Il sistema elettrico cubano è a rotoli. Condizioni precarie registrate un giorno sì e l’altro pure, dovute alle bassissime quote di importazioni di carburante. A cui si sono sommati i guasti alle centrali, causati da anni e anni di mancati investimenti. Con aggiunta una manutenzione praticamente assente. Nei mesi scorsi nell’Isola sono divampate proteste, a causa della scarsità di medicine ed elettricità. E ora torna a bomba l’incubo dei blackout. Secondo le stime della compagnia statale Unione elettrica (che fa riferimento al Ministero dell’Energia e delle Miniere) nella giornata di ieri, nei momenti di maggiore domanda, c’è stato uno stop che ha riguardato circa il 17 per cento del territorio, sia il pomeriggio che la sera.
Una situazione di crisi assoluta. Peggiorata in maniera sensibile dall’inizio di maggio: nel Paese caraibico, infatti, le interruzioni di corrente in alcune aree sono arrivate fino a 20 ore al giorno. La fotografia da Cuba è questa, con centrali termoelettriche in piedi da tempi immemorabili. Strutture vecchie che non riescono a reggere l’anima con i denti, verrebbe da dire. Oltre a ciò, come annunciato prima, non va dimenticata un’importazione di combustile da fame.

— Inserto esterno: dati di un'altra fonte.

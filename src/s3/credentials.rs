//! Static credentials for the S3 client
//!
//! Credentials come from configuration only. Environment or instance-profile
//! discovery is not attempted, so a missing key fails at config validation
//! instead of at the first upload.

use aws_credential_types::Credentials;

/// Name reported by the SDK for credentials built here
const PROVIDER_NAME: &str = "song-uploadr-config";

/// Build long-lived credentials from an access/secret key pair
pub fn static_credentials(access_key: &str, secret_key: &str) -> Credentials {
    Credentials::new(access_key, secret_key, None, None, PROVIDER_NAME)
}
//! Metrics module
//!
//! Prometheus counters and histograms for uploads, listings and HTTP traffic.

pub mod server;

use lazy_static::lazy_static;
use prometheus::{
    register_counter, register_counter_vec, register_histogram_vec, Counter, CounterVec,
    HistogramVec,
};

lazy_static! {
    // Upload metrics
    pub static ref UPLOADS_TOTAL: CounterVec = register_counter_vec!(
        "song_uploadr_uploads_total",
        "Total number of upload attempts by outcome",
        &["status"]
    ).unwrap();

    pub static ref UPLOAD_BYTES_TOTAL: Counter = register_counter!(
        "song_uploadr_upload_bytes_total",
        "Total bytes stored in the object store"
    ).unwrap();

    pub static ref UPLOAD_DURATION: HistogramVec = register_histogram_vec!(
        "song_uploadr_upload_duration_seconds",
        "Upload pipeline stage duration in seconds",
        &["stage"],
        vec![0.001, 0.005, 0.01, 0.05, 0.1, 0.5, 1.0, 5.0, 10.0, 30.0]
    ).unwrap();

    /// Objects left in storage after the record write failed
    pub static ref ORPHANED_OBJECTS_TOTAL: Counter = register_counter!(
        "song_uploadr_orphaned_objects_total",
        "Stored objects with no corresponding song record"
    ).unwrap();

    // Listing metrics
    pub static ref LISTINGS_TOTAL: CounterVec = register_counter_vec!(
        "song_uploadr_listings_total",
        "Song listing requests by outcome",
        &["status"]
    ).unwrap();

    // HTTP metrics
    pub static ref HTTP_RESPONSES_TOTAL: CounterVec = register_counter_vec!(
        "song_uploadr_http_responses_total",
        "HTTP responses by route and status code",
        &["route", "status"]
    ).unwrap();

    // Error metrics
    pub static ref ERRORS_TOTAL: CounterVec = register_counter_vec!(
        "song_uploadr_errors_total",
        "Total errors",
        &["type"]
    ).unwrap();
}

/// Record a successful upload
pub fn record_upload_success(bytes: u64) {
    UPLOADS_TOTAL.with_label_values(&["success"]).inc();
    UPLOAD_BYTES_TOTAL.inc_by(bytes as f64);
}

/// Record an upload rejected before anything was stored
pub fn record_upload_rejected() {
    UPLOADS_TOTAL.with_label_values(&["rejected"]).inc();
}

/// Record an upload that failed in storage or persistence
pub fn record_upload_failure() {
    UPLOADS_TOTAL.with_label_values(&["failure"]).inc();
}

/// Record how long a pipeline stage ("store", "persist", "total") took
pub fn record_upload_duration(stage: &str, duration_secs: f64) {
    UPLOAD_DURATION
        .with_label_values(&[stage])
        .observe(duration_secs);
}

/// Record a stored object whose record could not be written
pub fn record_orphaned_object() {
    ORPHANED_OBJECTS_TOTAL.inc();
}

/// Record a listing request
pub fn record_listing(success: bool) {
    let status = if success { "success" } else { "failure" };
    LISTINGS_TOTAL.with_label_values(&[status]).inc();
}

/// Record an HTTP response
pub fn record_http_response(route: &str, status: u16) {
    let status = status.to_string();
    HTTP_RESPONSES_TOTAL
        .with_label_values(&[route, status.as_str()])
        .inc();
}

/// Record an error
pub fn record_error(error_type: &str) {
    ERRORS_TOTAL.with_label_values(&[error_type]).inc();
}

Il tutto all’interno di un quadro desolante, con una economia che nel 2023 ha subito una contrazione tra l’uno e il due per cento. E, inevitabilmente, il malcontento sociale sta rappresentando la cartina di tornasole. Altro che venceremos adelante, o victoria o muerte.
Ma i mali non vengono mai da soli. Perché l’89 per cento della popolazione cubana vive in condizioni di povertà estrema. Uno spaccato, questo, riportato dall’Osservatorio cubano per i diritti umani (Ocdh), organizzazione di dissidenti con sede in Spagna. E l’occasione per illustrare il report è stata data dal rapporto “Lo stato dei diritti sociali a Cuba”. El dato significa un punto más que el registrado hace un año, una consecuencia de cómo la crisis alimentaria, la escasez de medicinas y el desempleo golpean a millones de cubanos, frente al desastroso desempeño gubernamental. Già, l’Ocdh ha parlato di un deterioramento delle condizioni di vita dei cubani. Di questi, sette su dieci hanno rinunciato a fare colazione, oppure hanno deciso di saltare il pranzo o la cena. Perché non ci sono soldi. E manca il cibo. Un 15 per cento, invece, ha ammesso di aver avuto la possibilità di consumare tre pasti al giorno “senza interruzioni”. Secondo quanto indicato nel documento, “per il 72 per cento dei cubani la crisi alimentare è il principale problema sociale da affrontare seguito da blackout elettrici (55 per cento), inflazione e dal costo della vita (50 per cento), sanità precaria e mancanza di medicine (21 per cento) e corruzione (20 per cento)”. Al fianco di ciò, la rabbia contro il Governo di Miguel Díaz-Canel. “La disapprovazione è aumentata di cinque punti percentuali e ha raggiunto la cifra record del 91 per cento”.
Díaz-Canel che, di recente, ha ammesso come sull’isola caraibica siano presenti casi di “corruzione” e di “elevata evasione fiscale”, nel settore statale e pure in quello privato. A tal proposito, ha promesso che metterà ordine nel Paese: “La prima cosa che dobbiamo riconoscere è che c’è stata una mancanza di controllo e di attenzione, ed è per questo che tali problemi si sono accumulati”. Intanto corrente, cibo, medicinali sono incasellati alla voce non pervenuti. Iniziasse da qui a mettere ordine.